- TASK DETAILS:
Go through the material and copy each line in which the word "crate" shows up.

- AVAILABLE DATA:
//! Frame-level spectral features: log mel filterbank energies and MFCCs.
//!
//! Training and inference must run the same extraction, so a [`FeatureConfig`]
//! travels inside every mixture-model artifact and the identifier always
//! extracts with the artifact's copy.

use std::f64::consts::PI;

use rustfft::FftPlanner;
use rustfft::num_complex::Complex;
use serde::{Deserialize, Serialize};

use crate::{AudioSample, VoiceprintError};

/// Parameters of the feature extractor.
///
/// Defaults: 16 kHz, 25 ms frames with 10 ms shift, 40 mel bands from 20 Hz
/// to Nyquist, 13 cepstral coefficients.
#[derive(Debug, Clone, PartialEq, Serialize, Deserialize)]
#[serde(default)]
pub struct FeatureConfig {
    /// Expected input sample rate in Hz.
    pub sample_rate: u32,
    /// Frame length in samples.
    pub frame_length: usize,
    /// Frame shift in samples.
    pub frame_shift: usize,
    /// Number of triangular mel bands.
    pub num_mels: usize,
    /// Number of cepstral coefficients kept per frame.
    pub num_ceps: usize,
    /// Lowest band edge in Hz.
    pub low_freq: f64,
    /// Highest band edge in Hz; zero or negative is an offset from Nyquist.
    pub high_freq: f64,
    /// Pre-emphasis coefficient, 0 disables.
    pub pre_emphasis: f64,
    /// Floor applied to band energies before the log.
    pub energy_floor: f64,
}

impl Default for FeatureConfig {
    fn default() -> Self {
        Self {
            sample_rate: 16000,
            frame_length: 400,
            frame_shift: 160,
            num_mels: 40,
            num_ceps: 13,
            low_freq: 20.0,
            high_freq: 0.0,
            pre_emphasis: 0.97,
            energy_floor: 1e-10,
        }
    }
}

impl FeatureConfig {
    fn check(&self, audio: &AudioSample) -> Result<(), VoiceprintError> {
        if self.frame_length == 0 || self.frame_shift == 0 || self.num_mels == 0 {
            return Err(VoiceprintError::unavailable(
                "feature config: frame length, frame shift and mel count must be positive",
            ));
        }
        if audio.sample_rate() != self.sample_rate {
            return Err(VoiceprintError::SampleRateMismatch {
                expected: self.sample_rate,
                got: audio.sample_rate(),
            });
        }
        if audio.len() < self.frame_length {
            return Err(VoiceprintError::AudioTooShort {
                min_samples: self.frame_length,
                got_samples: audio.len(),
            });
        }
        Ok(())
    }

    fn resolved_high_freq(&self) -> f64 {
        let nyquist = self.sample_rate as f64 / 2.0;
        if self.high_freq <= 0.0 {
            nyquist + self.high_freq
        } else {
            self.high_freq.min(nyquist)
        }
    }
}

/// Computes `[num_frames][num_mels]` log mel energies.
pub fn log_mel_frames(
    audio: &AudioSample,
    cfg: &FeatureConfig,
) -> Result<Vec<Vec<f64>>, VoiceprintError> {
    cfg.check(audio)?;

    let samples: Vec<f64> = audio
        .samples()
        .iter()
        .map(|&s| s as f64 / 32768.0)
        .collect();
    let num_frames = (samples.len() - cfg.frame_length) / cfg.frame_shift + 1;

    let fft_size = cfg.frame_length.next_power_of_two();
    let fft = FftPlanner::<f64>::new().plan_fft_forward(fft_size);
    let window = hamming(cfg.frame_length);
    let banks = mel_banks(cfg, fft_size);

    let mut frames = Vec::with_capacity(num_frames);
    let mut buf = vec![Complex::new(0.0, 0.0); fft_size];
    let mut frame = vec![0.0f64; cfg.frame_length];

    for f in 0..num_frames {
        let offset = f * cfg.frame_shift;
        frame.copy_from_slice(&samples[offset..offset + cfg.frame_length]);

        let mean = frame.iter().sum::<f64>() / frame.len() as f64;
        for v in frame.iter_mut() {
            *v -= mean;
        }
        if cfg.pre_emphasis > 0.0 {
            for i in (1..frame.len()).rev() {
                frame[i] -= cfg.pre_emphasis * frame[i - 1];
            }
            frame[0] *= 1.0 - cfg.pre_emphasis;
        }

        for (i, slot) in buf.iter_mut().enumerate() {
            *slot = match frame.get(i) {
                Some(v) => Complex::new(v * window[i], 0.0),
                None => Complex::new(0.0, 0.0),
            };
        }
        fft.process(&mut buf);

        let power: Vec<f64> = buf[..fft_size / 2 + 1].iter().map(|c| c.norm_sqr()).collect();
        let energies = banks
            .iter()
            .map(|bank| {
                let e: f64 = bank.iter().zip(&power).map(|(w, p)| w * p).sum();
                e.max(cfg.energy_floor).ln()
            })
            .collect();
        frames.push(energies);
    }

    Ok(frames)
}

/// Computes `[num_frames][num_ceps]` MFCCs (orthonormal DCT-II of log mel energies).
pub fn mfcc_frames(
    audio: &AudioSample,
    cfg: &FeatureConfig,
) -> Result<Vec<Vec<f64>>, VoiceprintError> {
    if cfg.num_ceps == 0 || cfg.num_ceps > cfg.num_mels {
        return Err(VoiceprintError::unavailable(format!(
            "feature config: num_ceps must be in 1..={}, got {}",
            cfg.num_mels, cfg.num_ceps
        )));
    }
    let mel = log_mel_frames(audio, cfg)?;
    let basis = dct_basis(cfg.num_ceps, cfg.num_mels);
    Ok(mel
        .iter()
        .map(|frame| {
            basis
                .iter()
                .map(|row| row.iter().zip(frame).map(|(b, x)| b * x).sum())
                .collect()
        })
        .collect())
}

fn hamming(n: usize) -> Vec<f64> {
    if n == 1 {
        return vec![1.0];
    }
    (0..n)
        .map(|i| 0.54 - 0.46 * (2.0 * PI * i as f64 / (n - 1) as f64).cos())
        .collect()
}

fn hz_to_mel(hz: f64) -> f64 {
    2595.0 * (1.0 + hz / 700.0).log10()
}

/// Triangular filters evenly spaced on the mel scale, `[num_mels][fft_size / 2 + 1]`.
fn mel_banks(cfg: &FeatureConfig, fft_size: usize) -> Vec<Vec<f64>> {
    let half = fft_size / 2 + 1;
    let bin_hz = cfg.sample_rate as f64 / fft_size as f64;
    let mel_low = hz_to_mel(cfg.low_freq.max(0.0));
    let mel_high = hz_to_mel(cfg.resolved_high_freq());
    let delta = (mel_high - mel_low) / (cfg.num_mels + 1) as f64;

    (0..cfg.num_mels)
        .map(|m| {
            let left = mel_low + m as f64 * delta;
            let center = left + delta;
            let right = center + delta;
            (0..half)
                .map(|k| {
                    let mel = hz_to_mel(k as f64 * bin_hz);
                    if mel <= left || mel >= right {
                        0.0
                    } else if mel <= center {
                        (mel - left) / delta
                    } else {
                        (right - mel) / delta
                    }
                })
                .collect()
        })
        .collect()
}

fn dct_basis(num_ceps: usize, n: usize) -> Vec<Vec<f64>> {
    let n_f = n as f64;
    (0..num_ceps)
        .map(|k| {
            let scale = if k == 0 { (1.0 / n_f).sqrt() } else { (2.0 / n_f).sqrt() };
            (0..n)
                .map(|i| scale * (PI * k as f64 * (2 * i + 1) as f64 / (2.0 * n_f)).cos())
                .collect()
        })
        .collect()
}

#[cfg(test)]
pub(crate) mod tests {
    use super::*;

    pub(crate) fn sine(freq_hz: f64, n_samples: usize, sample_rate: u32) -> AudioSample {
        let samples = (0..n_samples)
            .map(|i| {
                let t = i as f64 / sample_rate as f64;
                (12000.0 * (2.0 * PI * freq_hz * t).sin()) as i16
            })
            .collect();
        AudioSample::new(sample_rate, samples)
    }

    #[test]
    fn frame_count() {
        let cfg = FeatureConfig::default();
        let audio = sine(440.0, 16000, 16000);
        let frames = log_mel_frames(&audio, &cfg).unwrap();
        assert_eq!(frames.len(), (16000 - 400) / 160 + 1);
        assert!(frames.iter().all(|f| f.len() == cfg.num_mels));
        assert!(frames.iter().flatten().all(|v| v.is_finite()));
    }

    #[test]
    fn mfcc_shape() {
        let cfg = FeatureConfig::default();
        let audio = sine(300.0, 8000, 16000);
        let frames = mfcc_frames(&audio, &cfg).unwrap();
        assert!(!frames.is_empty());
        assert!(frames.iter().all(|f| f.len() == 13));
    }

    #[test]
    fn silence_hits_energy_floor() {
        let cfg = FeatureConfig::default();
        let audio = AudioSample::new(16000, vec![0; 800]);
        let frames = log_mel_frames(&audio, &cfg).unwrap();
        let floor = cfg.energy_floor.ln();
        assert!(frames.iter().flatten().all(|&v| (v - floor).abs() < 1e-9));
    }

    #[test]
    fn tone_lands_in_matching_band() {
        let cfg = FeatureConfig::default();
        let low = log_mel_frames(&sine(200.0, 4000, 16000), &cfg).unwrap();
        let high = log_mel_frames(&sine(4000.0, 4000, 16000), &cfg).unwrap();
        let argmax = |f: &Vec<f64>| {
            f.iter()
                .enumerate()
                .max_by(|a, b| a.1.total_cmp(b.1))
                .map(|(i, _)| i)
                .unwrap()
        };
        assert!(argmax(&low[5]) < argmax(&high[5]));
    }

    #[test]
    fn rejects_short_audio() {
        let cfg = FeatureConfig::default();
        let audio = AudioSample::new(16000, vec![0; 100]);
        match log_mel_frames(&audio, &cfg) {
            Err(VoiceprintError::AudioTooShort { min_samples, got_samples }) => {
                assert_eq!(min_samples, 400);
                assert_eq!(got_samples, 100);
            }
            other => panic!("unexpected: {other:?}"),
        }
    }

    #[test]
    fn rejects_wrong_sample_rate() {
        let cfg = FeatureConfig::default();
        let audio = sine(440.0, 8000, 8000);
        assert!(matches!(
            mfcc_frames(&audio, &cfg),
            Err(VoiceprintError::SampleRateMismatch { expected: 16000, got: 8000 })
        ));
    }

    #[test]
    fn dct_basis_is_orthonormal() {
        let b = dct_basis(13, 40);
        for i in 0..13 {
            for j in 0..13 {
                let dot: f64 = b[i].iter().zip(&b[j]).map(|(x, y)| x * y).sum();
                let want = if i == j { 1.0 } else { 0.0 };
                assert!((dot - want).abs() < 1e-9, "({i},{j}) = {dot}");
            }
        }
    }

    #[test]
    fn config_roundtrips_with_defaults() {
        let cfg: FeatureConfig = serde_json::from_str(r#"{"num_ceps": 20}"#).unwrap();
        assert_eq!(cfg.num_ceps, 20);
        assert_eq!(cfg.sample_rate, 16000);
    }
}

- OUTPUT:
use crate::{AudioSample, VoiceprintError};
pub(crate) mod tests {
    pub(crate) fn sine(freq_hz: f64, n_samples: usize, sample_rate: u32) -> AudioSample {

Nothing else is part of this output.